Это открытие заставило меня испытать чувство, дотоле мне неведомое, и которое проанализировал я лишь несколько лет спустя. Это была не ревность, не злоба, а, скорее, какое-то благородное презрение, от которого я не мог отделаться, ибо Кордиани не имел предо мной никаких преимуществ: он был сыном простого крестьянина, невежествен, груб, неотесан, – мое зарождающееся самолюбие говорило мне, что я достоин гораздо большего, чем он.

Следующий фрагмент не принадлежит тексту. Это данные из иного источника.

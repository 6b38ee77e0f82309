use std::sync::atomic::{AtomicBool, Ordering};
use std::sync::Arc;

use super::results::{SimDataPoint, SimResults};
use super::settings::SimSettings;
use super::solver::{isp, InternalBallisticsSim};
use crate::constants::MAX_BURN_TIME;
use crate::design::motor::Motor;
use crate::errors::{SimulationError, SimulationResult};

/// Cooperative cancellation flag, checked before every time step.
#[derive(Debug, Clone, Default)]
pub struct CancellationToken {
    cancelled: Arc<AtomicBool>,
}

impl CancellationToken {
    pub fn new() -> Self {
        Self::default()
    }

    pub fn cancel(&self) {
        self.cancelled.store(true, Ordering::Relaxed);
    }

    pub fn is_cancelled(&self) -> bool {
        self.cancelled.load(Ordering::Relaxed)
    }
}

#[derive(Debug, Clone, Copy, PartialEq)]
pub enum SimulationState {
    Running,
    Success,
    Failure,
}

impl InternalBallisticsSim {
    /// Regresses `motor` until every grain burns out.
    pub fn run(&self, motor: &Motor, settings: &SimSettings) -> SimulationResult<SimResults> {
        self.run_with(motor, settings, |_| {}, None)
    }

    /// Like [`run`](Self::run), calling `observer` once per completed data
    /// point and stopping with `Cancelled` once `cancel` is set.
    ///
    /// Any error discards the partial series.
    pub fn run_with<F>(
        &self,
        motor: &Motor,
        settings: &SimSettings,
        mut observer: F,
        cancel: Option<&CancellationToken>,
    ) -> SimulationResult<SimResults>
    where
        F: FnMut(&SimDataPoint),
    {
        settings.validate()?;
        motor.validate()?;

        let time_step = settings.time_step;
        let mut data: Vec<SimDataPoint> = Vec::new();
        let mut burn_time = 0.0;
        let mut total_impulse = 0.0;
        let mut state = SimulationState::Running;

        while state == SimulationState::Running {
            if cancel.is_some_and(|token| token.is_cancelled()) {
                return Err(SimulationError::Cancelled { elapsed: burn_time });
            }

            let previous = data.last().map_or(motor, |point| &point.motor);
            let step = data.len() + 1;
            let point = self.step(previous, settings, step as f64 * time_step)?;

            total_impulse += point.thrust * time_step;
            burn_time += time_step;

            state = if point.motor.is_burned_out() {
                SimulationState::Success
            } else if burn_time > MAX_BURN_TIME {
                SimulationState::Failure
            } else {
                SimulationState::Running
            };

            observer(&point);
            data.push(point);
        }

        match state {
            SimulationState::Success => Ok(SimResults::new(data, burn_time, total_impulse)),
            _ => Err(SimulationError::TimeExceeded {
                limit: MAX_BURN_TIME,
            }),
        }
    }

    /// Clones `previous`, regresses every burning grain by one time step and
    /// measures the result.
    ///
    /// Chamber pressure is solved once from the pre-step geometry and drives
    /// every grain's burn rate for the whole step.
    pub fn step(
        &self,
        previous: &Motor,
        settings: &SimSettings,
        time_stamp: f64,
    ) -> SimulationResult<SimDataPoint> {
        let mut motor = previous.clone();
        let chamber_pressure = self.calc_chamber_pressure(&motor)?;

        let mut burn_rate = 0.0;
        for grain in motor.grains_mut() {
            if grain.is_burned_out() {
                continue;
            }
            burn_rate = grain.propellant.burn_rate(chamber_pressure);
            grain.regress(burn_rate, settings.time_step);
        }

        self.measure(motor, settings, burn_rate, time_stamp)
    }

    fn measure(
        &self,
        motor: Motor,
        settings: &SimSettings,
        burn_rate: f64,
        time_stamp: f64,
    ) -> SimulationResult<SimDataPoint> {
        let kn = motor.get_kn();

        // a fully consumed motor can be left with no burning surface at all
        if motor.is_burned_out() && kn <= 0.0 {
            return Ok(SimDataPoint {
                mass_flux: motor.get_core_mass_flux(),
                motor,
                pressure: 0.0,
                thrust: 0.0,
                isp: 0.0,
                kn,
                burn_rate,
                time_stamp,
            });
        }

        let pressure = self.calc_chamber_pressure(&motor)?;
        let cf = self.calc_real_thrust_coeff(&motor, settings, pressure)?;
        let thrust = cf * motor.nozzle.get_throat_area() * pressure;

        Ok(SimDataPoint {
            pressure,
            mass_flux: self.calc_core_mass_flux(&motor),
            thrust,
            isp: isp(thrust, motor.get_mass_flow()),
            kn,
            burn_rate,
            time_stamp,
            motor,
        })
    }
}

Чувство гордости, смешанное с презрением, обратилось и на Беттину, в которую я был влюблен, сам того не сознавая. По моему поведению она поняла, что что-то неладно: я отталкивал ее руки, когда по утрам она приходила меня причесать, не давал ей целовать себя. Раздосадованная всем этим, она спросила меня однажды о причинах изменения моего поведения и, не получив ответа, хитро прищурившись, сказала, что я ревную ее к Кордиани. Этот упрек показался мне унизительной клеветой; я ответил, что они с Кордиани вполне достойны друг друга. Беттина удалилась с улыбкой на устах, но в голове ее зародился план мести; для приведения его в исполнение надо было вызвать во мне еще большую ревность, чем окончательно влюбить меня в себя. Вот как она принялась за дело.
Однажды утром она явилась к моей постели с парой белых чулок, которые мне связала. Причесав меня, она заявила, что самолично хочет их мне одеть, чтобы увидеть, впору ли они, и связать потом другую пару. Доктора в этот момент не было: он ушел на службу. Натягивая мне чулок, она заявила, что не помешало бы помыть мне ноги, и тут же приступила к делу, не ожидая разрешения. Наверное, мне было неловко показать ей, что я стыжусь, и я позволил ей действовать, никак не предвидя последствий. В своей заботе о чистоте Беттина проявила такое рвение и зашла так далеко, что ее любопытство причинило мне столь острое, до сих пор не изведанное наслаждение, что я не мог укротить его, и оно вырвалось на волю. Успокоившись, я, считая себя виновным, счел должным попросить у Беттины прощения. Она этого никак не ожидала и, поразмыслив немного, великодушно сказала, что в этом вина ее, а не моя, но что больше такого не повторится. Тут она ушла, оставив меня наедине с моими размышлениями.
Они были горьки. Мне казалось, что я опозорен, что я обманул доверие всей семьи, нарушил священные законы гостеприимства, что, совершив столь тяжкий грех, я обязан жениться на Беттине – и то, если она захочет взять в мужья такого не достойного ее негодяя.
После таковых размышлений меня охватила неодолимая грусть, которая росла изо дня в день. Причиной тому было то, что Беттина прекратила приходить ко мне по утрам. В течение первой недели таковая сдержанность казалась мне вполне благоразумной, и постепенно моя печаль приняла бы характер истинной любви, если бы поведение Беттины с Кордиани не отравляло мою душу ядом ревности, хотя, разумеется, я был далек от мысли, что она способна совершить с Кордиани то же, что совершила со мной.
А то, что произошло со мной, шептали мне мои мысли, случилось по ее воле, и теперь ее удерживает от встреч со мною только раскаяние. Самолюбие мое было польщено: значит, она меня любит. И под наплывом чувств я решил ободрить Беттину, написав ей письмо.